Bi-Partisan legislation has been introduced in the Senate (S 923) and a similar bill (HR1652) in the House to aid an estimated 3.9 million workers, including:

  • An estimated 2.1 million workers who will exhaust their regular unemployment benefits between June and November. If the TEUC program expires at the end of May, it will terminate at a time when approximately 2.1 million unemployed workers are exhausting their regular, state-funded unemployment benefits before they find a job.

  • An estimated 1.1 million workers whose TEUC benefits have run out and who remain unemployed. From the start of the TEUC program last March through the end of this May, an estimated 3.1 million workers will have exhausted their TEUC benefits before finding work. Based upon recent employment patterns and assumptions made by the Congressional Budget Office about the rate at which unemployed workers find new jobs, our estimate is that about 1.1 million of these exhaustees will still be unemployed as of the end of May (some put this number as high as 1.4 million). These jobless workers would be aided if the TEUC program were strengthened by adding more benefits for workers who have exhausted their TEUC benefits but been unable to find work.

The United States Conference of Catholic Bishops Position

In an October 2002 letter to the U.S. Senate, Cardinal McCarrick, Chairman of the Domestic Policy Committee, said:

"As pastors, we know the human cost of joblessness and the social consequences of inadequate benefits. Pope John Paul II points out that society and the state must protect the worker "either through economic policies aimed at ensuring balanced growth and full employment or through unemployment insurance..." Obviously new jobs are the best answer for those without work, but, in the meantime, we truly owe these workers some measure of compassion and justice gained in part by simply extending the federal benefits in the unemployment insurance system. "We believe that coming to the aid of unemployed workers and their families is not only good for the economy; it is the right thing to do.
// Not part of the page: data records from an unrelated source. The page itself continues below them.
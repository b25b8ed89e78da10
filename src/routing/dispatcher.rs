//! Request dispatch.
//!
//! Resolves the endpoint, runs its predicate chain and writes either the
//! canned response or a rejection.

use std::io;

use axum::http::StatusCode;

use crate::http::request::StubRequest;
use crate::http::response::write_error;
use crate::http::sink::ResponseWriter;
use crate::routing::router::{NotFound, RouteTable};

/// What happened to a request.
#[derive(Debug, Clone, Copy, PartialEq, Eq)]
pub enum Outcome {
    /// The endpoint's canned response was written.
    Served,
    /// No endpoint for the path or method (404).
    NotFound(NotFound),
    /// The predicate chain failed (403).
    Rejected,
}

impl Outcome {
    /// Label used in logs and metrics.
    pub fn as_str(&self) -> &'static str {
        match self {
            Outcome::Served => "served",
            Outcome::NotFound(NotFound::Route) => "route_not_found",
            Outcome::NotFound(NotFound::Method) => "method_not_found",
            Outcome::Rejected => "rejected",
        }
    }
}

/// Dispatch one request. Write errors are returned to the caller untouched.
pub fn dispatch<W: ResponseWriter>(
    table: &RouteTable,
    req: &StubRequest,
    writer: &mut W,
) -> io::Result<Outcome> {
    let endpoint = match table.resolve(req.path(), req.method()) {
        Ok(endpoint) => endpoint,
        Err(reason) => {
            tracing::debug!(
                request_id = %req.request_id(),
                method = %req.method(),
                path = %req.path(),
                reason = %reason,
                "No endpoint matched"
            );
            write_error(writer, StatusCode::NOT_FOUND)?;
            return Ok(Outcome::NotFound(reason));
        }
    };

    if let Some(failed) = endpoint.predicates().first_failure(req) {
        tracing::debug!(
            request_id = %req.request_id(),
            path = %req.path(),
            predicate = %failed,
            "Request rejected"
        );
        write_error(writer, StatusCode::FORBIDDEN)?;
        return Ok(Outcome::Rejected);
    }

    endpoint.write_response(writer)?;
    Ok(Outcome::Served)
}
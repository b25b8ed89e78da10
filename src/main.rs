//! ezstub
//!
//! A mock HTTP server driven by a YAML file.
//!
//! # Architecture Overview
//!
//! ```text
//!                     ┌───────────────────────────────────────────────┐
//!                     │                    EZSTUB                     │
//!   Client Request    │  ┌─────────┐   ┌──────────┐   ┌────────────┐  │
//!   ──────────────────┼─▶│  http   │──▶│  router  │──▶│ predicate  │  │
//!                     │  │ server  │   │path+meth │   │   chain    │  │
//!                     │  └─────────┘   └──────────┘   └─────┬──────┘  │
//!                     │                                     │         │
//!   Client Response   │  ┌─────────────┐   ┌──────────────┐ │         │
//!   ◀─────────────────┼──│instrumented │◀──│  canned resp │◀┘         │
//!                     │  │   writer    │   │  / 403 / 404 │           │
//!                     │  └─────────────┘   └──────────────┘           │
//!                     │                                               │
//!                     │   config · lifecycle · observability          │
//!                     └───────────────────────────────────────────────┘
//! ```

use std::net::SocketAddr;
use std::path::PathBuf;
use std::process::ExitCode;

use clap::Parser;

use ezstub::config::{LimitsConfig, ObservabilityConfig, RuntimeConfig, TimeoutConfig};
use ezstub::lifecycle;
use ezstub::observability::logging;

#[derive(Parser, Debug)]
#[command(name = "ezstub")]
#[command(about = "Mock HTTP server answering requests with canned responses", long_about = None)]
struct Cli {
    /// Configuration file
    #[arg(short, long, default_value = "ezstub.yaml")]
    config: PathBuf,

    /// Log level, used when RUST_LOG is not set
    #[arg(long, env = "EZSTUB_LOG_LEVEL", default_value = "info")]
    log_level: String,

    /// Maximum request body size in bytes
    #[arg(long, default_value_t = LimitsConfig::default().max_body_bytes)]
    max_body_bytes: usize,

    /// Request timeout in seconds
    #[arg(long, default_value_t = TimeoutConfig::default().request_secs)]
    request_timeout_secs: u64,

    /// Serve Prometheus metrics on this address
    #[arg(long)]
    metrics_address: Option<SocketAddr>,
}

impl Cli {
    fn runtime_config(&self) -> RuntimeConfig {
        RuntimeConfig {
            timeouts: TimeoutConfig {
                request_secs: self.request_timeout_secs,
            },
            limits: LimitsConfig {
                max_body_bytes: self.max_body_bytes,
            },
            observability: ObservabilityConfig {
                log_level: self.log_level.clone(),
                metrics_address: self.metrics_address,
            },
        }
    }
}

#[tokio::main]
async fn main() -> ExitCode {
    let cli = Cli::parse();
    let runtime = cli.runtime_config();

    logging::init_logging(&runtime.observability.log_level);
    tracing::info!("ezstub v{} starting", env!("CARGO_PKG_VERSION"));

    match lifecycle::run(cli.config, runtime).await {
        Ok(()) => ExitCode::SUCCESS,
        Err(e) => {
            eprintln!("{e}");
            ExitCode::FAILURE
        }
    }
}
//! Metrics collection and exposition.
//!
//! # Metrics
//! - `ezstub_requests_total` (counter): requests by method, status, outcome
//! - `ezstub_request_duration_seconds` (histogram): handling latency
//! - `ezstub_routes` (gauge): number of configured paths
//!
//! # Design Decisions
//! - Recording goes through the `metrics` facade and is a no-op until an
//!   exporter is installed
//! - The Prometheus exporter is optional and bound to its own address
//! - Extension methods share one `OTHER` label to keep series bounded

use std::net::SocketAddr;
use std::time::Instant;

use axum::http::Method;
use metrics_exporter_prometheus::{BuildError, PrometheusBuilder};

/// Install the Prometheus exporter listening on `addr`.
///
/// Must be called from within a Tokio runtime.
pub fn init_metrics(addr: SocketAddr) -> Result<(), BuildError> {
    PrometheusBuilder::new().with_http_listener(addr).install()?;
    tracing::info!(address = %addr, "Metrics exporter listening");
    Ok(())
}

/// Record one handled request.
pub fn record_request(method: &Method, status: u16, outcome: &'static str, start: Instant) {
    let method = method_label(method);
    let status = status.to_string();
    metrics::counter!(
        "ezstub_requests_total",
        "method" => method,
        "status" => status.clone(),
        "outcome" => outcome
    )
    .increment(1);
    metrics::histogram!(
        "ezstub_request_duration_seconds",
        "method" => method,
        "status" => status,
        "outcome" => outcome
    )
    .record(start.elapsed().as_secs_f64());
}

/// Record the size of the route table.
pub fn record_routes(count: usize) {
    metrics::gauge!("ezstub_routes").set(count as f64);
}

fn method_label(method: &Method) -> &'static str {
    match method.as_str() {
        "GET" => "GET",
        "POST" => "POST",
        "PUT" => "PUT",
        "DELETE" => "DELETE",
        "HEAD" => "HEAD",
        "OPTIONS" => "OPTIONS",
        "CONNECT" => "CONNECT",
        "PATCH" => "PATCH",
        "TRACE" => "TRACE",
        _ => "OTHER",
    }
}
Please act now to avoid the tragic consequences of millions of workers with literally no means of support."


For more Information Contact: Thomas Shellabarger 202 541 3189; tshellabarger@usccb.org

Email us at sdwpmail@usccb.org
Social Development and World Peace | 3211 4th Street, N.E., Washington DC 20017-1194 | (202) 541-3180 © USCCB. All rights reserved.





Email us at JPHDmail@usccb.org
Justice, Peace and Human Development | 3211 4th Street, N.E., Washington DC 20017-1194 | (202) 541-3180 © USCCB. All rights reserved.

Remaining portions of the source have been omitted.